There have been a number of ice ages and glaciers covering our land, but the Laurentian ice sheets dramatically changed our continent forever. The point is that these ice sheets pushed massive quantities of rocks, earth, and sand over part of the southern bottom of the U.S. This earthy overburden covers a portion of the bottom 2/3 of the United States.

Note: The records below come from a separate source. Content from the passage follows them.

use super::{Session, SessionBase};
use crate::net::Core;
use bitcoin_peers_connection::{Address, Channel, Error, RaceQuality, Socket};
use log::{debug, info};
use std::sync::Arc;
use tokio::sync::oneshot;

/// Keeps `outbound_connections` channels to pool addresses open.
pub(crate) struct OutboundSession {
    base: SessionBase,
}

impl Session for OutboundSession {
    fn base(&self) -> &SessionBase {
        &self.base
    }
}

impl OutboundSession {
    pub(crate) fn new(core: Arc<Core>) -> Arc<Self> {
        Arc::new(OutboundSession {
            base: SessionBase::new("outbound", core),
        })
    }

    /// Start one maintenance loop per outbound slot.
    pub(crate) fn start(self: &Arc<Self>) -> Result<(), Error> {
        self.base.begin()?;
        let core = self.base.core();
        let slots = core.settings().outbound_connections;

        if slots == 0 {
            info!("Outbound connections disabled");
            return Ok(());
        }

        for slot in 0..slots {
            core.tracker().spawn(self.clone().maintain(slot));
        }
        Ok(())
    }

    async fn maintain(self: Arc<Self>, slot: usize) {
        let core = self.base.core().clone();
        let retry = core.settings().retry_timeout;

        while !self.stopped() {
            match self.batch().await {
                Ok((channel, address)) => {
                    channel.closed().await;
                    debug!(
                        "Outbound slot {slot} channel to {} closed: {}",
                        address.socket_addr(),
                        channel.stop_code().unwrap_or(Error::ChannelStopped)
                    );
                    core.restore_host(address);
                }
                Err(e) if e.is_transient() || e == Error::AddressNotFound => {
                    debug!("Outbound slot {slot} failed: {e}")
                }
                Err(e) => info!("Outbound slot {slot} failed: {e}"),
            }

            if !self.base.wait(retry).await {
                break;
            }
        }
    }

    /// Race a batch of pool addresses, the first connected socket wins.
    ///
    /// Connected losers are closed and their addresses restored to the
    /// pool, addresses that failed to connect are dropped.
    async fn batch(self: &Arc<Self>) -> Result<(Arc<Channel>, Address), Error> {
        let core = self.base.core();
        let size = core.settings().connect_batch_size.max(1);

        let candidates: Vec<Address> = (0..size).map_while(|_| core.take_host().ok()).collect();
        if candidates.is_empty() {
            return Err(Error::AddressNotFound);
        }

        let race = Arc::new(RaceQuality::<(Arc<Socket>, Address)>::new(candidates.len()));
        let (sender, receiver) = oneshot::channel();
        race.start(Box::new(move |result| {
            let _ = sender.send(result);
        }));

        for address in candidates {
            let session = self.clone();
            let race = race.clone();
            core.tracker().spawn(async move {
                let connector = session.base.connector();
                match connector.connect(&address.endpoint()).await {
                    Ok(socket) => {
                        if !race.finish(Ok((socket.clone(), address))) {
                            socket.stop();
                            session.base.core().restore_host(address);
                        }
                    }
                    Err(failure) => {
                        race.finish(Err(failure.error));
                    }
                }
            });
        }

        let (socket, address) = receiver.await.unwrap_or(Err(Error::ServiceStopped))?;
        let channel = self.base.channel(socket);
        self.base.establish(&channel).await?;
        self.base.attach(&channel);
        Ok((channel, address))
    }
}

Some diamond bearing kimberlite pipes are under that glacial debris. To make our job easier, we can use rivers to expose some of the diamonds present in the U.S.A. However, rivers will only touch or cut through a very minor portion of diamond bearing kimberlite pipes. Depending where you start looking for diamonds, you could pan or sluice glacial tailing piles that are now part of the landscape. This is where river searching will pay off. I've looked back on the old gold prospectors' original findings, and I keep coming across small quartz-like stones they found in the black sand area of their sluice boxes. In the 1800's, no one knew what an uncut diamond looked like, so the miners simply threw them back in the stream or river, not knowing what they were. Most of these incidental findings were probably glacial diamonds pushed down from Canada and washed down some of the larger rivers and streams in the U.S. These stones are tough to catch in a sluice box or pan. They were only captured by accident by the original gold prospectors, probably with a poorly set up sluice with too little water flow.
Yes, you can extract these precious stones with a diamond sluice box. I'm almost finished the one I've been working on for some years now, but it all goes back to searching appropriate areas, taking samples at different depths, and finding nature's sweet spot for accumulation of diamonds.
The next great gold rush will be "the diamond rush," coming to the United States of America very soon.